His full-time job is to drive around Tracy in the city’s “graffiti buster” truck and erase the vandalism of taggers. His regular route includes all of the city’s parks and soundwalls on major roads through town.
At El Pescadero Park, he finds graffiti on the skate track just about every day. He can also count on finding graffiti in the bathrooms of Tracy Branch Library and nearly every park, usually scrawled with felt-tip markers.
Ten years ago, wiping out graffiti took up about half his time as a public works maintenance assistant. Today, it takes up all his time.
“It’s like a war. You have to keep right at it,” he said as he prepared to paint a soundwall behind homes on Colony Drive.

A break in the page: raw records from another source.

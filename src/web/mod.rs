//! HTTP surface: axum router, handlers and wire types.

pub mod handlers;
pub mod ratelimit;
pub mod server;
pub mod types;

pub use ratelimit::{ClientIp, MessageRateLimiter};
pub use server::{AppState, router, start_server};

That area is not on his regular route, but another public works crew clearing tumbleweeds saw that a local gang had spray-painted graffiti over a rival gang’s graffiti.
It only takes him a few minutes, using just a paint roller and a bucket of beige paint, to cover the multicolored monikers and profanities. He can do the job faster when he uses the spray paint rig in the “graffiti buster” trailer. He’s also glad to share his opinion of the tags he’s just covered.
“You’ve got to care for where you live,” he said. “There’s no excuse for graffiti. It’s not an art form or poetic license. It’s a crime.”
It also costs the city more than $76,000 a year, including more than $12,000 worth of paint and other supplies. Robert Gravelle, public works supervisor for the city, said since July the paint bill alone is about $4,700.
Gravelle said the city had a policy of covering graffiti within a couple of days when he came to Tracy a little more than a year ago, but today his policy is to paint over graffiti on city property within 24 hours. He worked for a company that owned and managed shopping centers, which also get a lot of graffiti, and learned that quick cleanup of vandalism is a deterrent to more vandalism.
“We had the same philosophy: abate graffiti as soon as you find it,” he said.
He said about half of the cover-ups come from the city’s graffiti hotline, which is monitored by the Tracy Police Department. The hotline’s voice mailbox can fill up quickly if taggers are busy, Gravelle said.
There are also places the city doesn’t cover. It’s up to private property owners to cover graffiti on their walls, but Gravelle pointed out some of the businesses and shopping centers on Grant Line Road where graffiti is covered quickly.
The city doesn’t cover graffiti at schools, either, but Tracy Unified School District maintenance director Bill Willner said that graffiti control is the first daily task for his workers.
“How soon is it covered up As fast as we can get to it,” Willner said. “Especially at the grade schools. We want to get it covered before the kids get there.”